A few things to know about Chikungunya

A few things every traveller needs to know about Chikungunya…

Since the beginning of October, Chikungunya is the mosquito borne illness on everyone’s lips. As it has now taken hold in the Caribbean, it seems only appropriate that we should shed some light on this disease. As of October 2014, over 776 000 suspected cases of Chikungunya have been recorded in the Caribbean islands, Latin American countries and some South American countries, and even Europe, with 4 cases stretching as far as Montpellier, France. Tragically, 152 deaths have also been attributed to this disease during the same period.[1]

Unlike Malaria and Dengue, studies of Chikungunya are still in their infancy; there are no vaccines or treatments as of yet, so prevention is the only option. Vector-borne diseases account for 17%[2] of the estimated global burden of all infectious diseases, the most deadly of these being Malaria and the most rapidly growing being Dengue Fever. Although Chikungunya is not typically life threatening, it is undoubtedly unpleasant to say the least. Some of the symptoms are are fever and joint pain but others may include headache, muscle pain, joint swelling, rashes and exhaustion. As it shares many of the same signs as Dengue Fever, it is often misdiagnosed as such.

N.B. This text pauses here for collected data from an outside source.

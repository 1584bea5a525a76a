//! GPIO abstraction layer for the Portal garage door controller.
//!
//! This crate provides trait-based abstractions for the digital pins the door
//! controller drives and reads: the relay output that emulates a button press
//! on the opener, and the two limit switch inputs that confirm the door's
//! position. The traits enable substitution between mock implementations (for
//! development and testing) and real hardware drivers.
//!
//! # Design Philosophy
//!
//! - **Async-first**: All I/O operations are asynchronous using native
//!   `async fn` in traits (Rust 1.90 + Edition 2024 RPITIT).
//! - **Thread-safe**: All traits require `Send` (inputs additionally `Sync`)
//!   for use with the Tokio runtime.
//! - **Error-aware**: All operations return `Result<T>` with detailed error
//!   information.
//!
//! # Pin Traits
//!
//! ## Digital Inputs
//!
//! The [`DigitalInput`] trait represents a level-read input pin. The limit
//! switches are wired active-low with internal pull-ups, so [`Level::Low`]
//! on a sensor input means the switch is engaged:
//!
//! ```no_run
//! use portal_hardware::traits::DigitalInput;
//! use portal_hardware::error::Result;
//!
//! async fn at_limit<I: DigitalInput>(sensor: &I) -> Result<bool> {
//!     Ok(sensor.read().await?.is_low())
//! }
//! ```
//!
//! ## Digital Outputs
//!
//! The [`DigitalOutput`] trait represents a driven output pin, used for the
//! relay:
//!
//! ```no_run
//! use portal_hardware::traits::DigitalOutput;
//! use portal_hardware::types::Level;
//! use portal_hardware::error::Result;
//!
//! async fn press<O: DigitalOutput>(relay: &mut O) -> Result<()> {
//!     relay.write(Level::High).await?;
//!     tokio::time::sleep(std::time::Duration::from_millis(500)).await;
//!     relay.write(Level::Low).await
//! }
//! ```
//!
//! # Mock Implementations
//!
//! The [`mock`] module provides [`MockInput`](mock::MockInput) and
//! [`MockRelay`](mock::MockRelay), each paired with a handle for driving
//! sensor levels and observing relay activity programmatically.
//!
//! [`DigitalInput`]: traits::DigitalInput
//! [`DigitalOutput`]: traits::DigitalOutput
//! [`Level`]: types::Level

pub mod error;
pub mod mock;
pub mod traits;
pub mod types;

// Re-export commonly used types for convenience
pub use error::{HardwareError, Result};
pub use traits::{DigitalInput, DigitalOutput};
pub use types::Level;
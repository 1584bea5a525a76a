//! Relay actuator.
//!
//! The physical opener is driven through a relay wired in parallel with its
//! wall button: a timed high pulse on the relay output registers as one
//! button press, which is the only way to start or stop door motion.

use portal_core::{Result, constants::RELAY_PULSE};
use portal_hardware::{DigitalOutput, Level};
use std::time::Duration;
use tracing::debug;

/// Actuator that pulses the relay output to emulate a button press.
pub struct RelayActuator<R> {
    relay: R,
    pulse_width: Duration,
}

impl<R: DigitalOutput> RelayActuator<R> {
    /// Create an actuator over the relay output pin.
    ///
    /// The pulse width is the hardware-determined button press duration
    /// ([`RELAY_PULSE`]); it is not configurable per call.
    pub fn new(relay: R) -> Self {
        Self {
            relay,
            pulse_width: RELAY_PULSE,
        }
    }

    /// Pulse the relay: drive high, hold for the pulse width, drive low.
    ///
    /// This call blocks the calling task for the full pulse width. It must
    /// not be invoked while holding a lock the timer completion path needs.
    ///
    /// # Errors
    ///
    /// Returns an error if either relay write fails. A failure after the
    /// high write leaves the relay driven; the caller cannot distinguish
    /// this from a missed press and the next position query is what would
    /// surface the door's actual state.
    pub async fn pulse(&mut self) -> Result<()> {
        self.relay.write(Level::High).await?;
        tokio::time::sleep(self.pulse_width).await;
        self.relay.write(Level::Low).await?;
        debug!("Relay pulsed");
        Ok(())
    }
}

Chikungunya is a mosquito-borne viral disease first described during an outbreak in southern Tanzania in 1952.[3]The name ‘chikungunya’ derives from a word in the Kimakonde language meaning “to become contorted”[4] referencing the stooped appearance of sufferers with joint pain. Nearly 900,000 people in the Carribean, Central and South America have been diagnosed with Chikungunya.[5]

There are two types of mosquitoes that can carry the virus, the Aedes Aegypti and Aedes Albopictus, both of which also transmit other mosquito-borne viruses, including dengue and they most commonly bite in the morning and the late afternoon. This simply means that being rigorous with your insect repellent is not just an early evening affair; its all day AND all night! The on-set of the illness can range from two to twelve days post bite. incognito®has been tested on the Aedes Agypti and the active ingredient is the only one that can say it has been proven to protect against malaria (when used in conjunction with a mosquito net at night time!). At this point in time, those travelling to the Caribbean obviously need to take the upmost precaution with protecting themselves. Due to the lack of cure, being on top of tips that stop you being bitten is of paramount importance.

  1. Do not use any perfumed products whilst you are away! They contain attractants that lure the mosquitoes towards you and counteract the effectiveness of your repellent.
  2. Always sleep under an impregnated mosquito net, that is the right size for your bed to make sure you are safe all night long.
  3. Be more liberal with your applications of incognito®, remember to spray the areas covered by material as mosquitoes can bite through your clothes!
  4. As the mosquitoes that carry Chikungunya are prone to biting in the day time, remember to reapply your spray regularly. Every 4-5 hours atleast, and if you’re a mozzie magnet then more frequently.

Although being careful is important, the threat of Chikungunya does not need to ruin your holiday. If you take heed of the advice and remember your incognito, then there is no reason you cannot fully enjoy your time away!

[1] [2] [3] [4] “Chikungunya Fact Sheet.” World Health Organisation, Web. [5] Stevens, Christina. “Chikungunya: What You Should Know before Your Tropical Vacation.” Global News. Shaw Media Inc, 21 Nov. 2014. Web.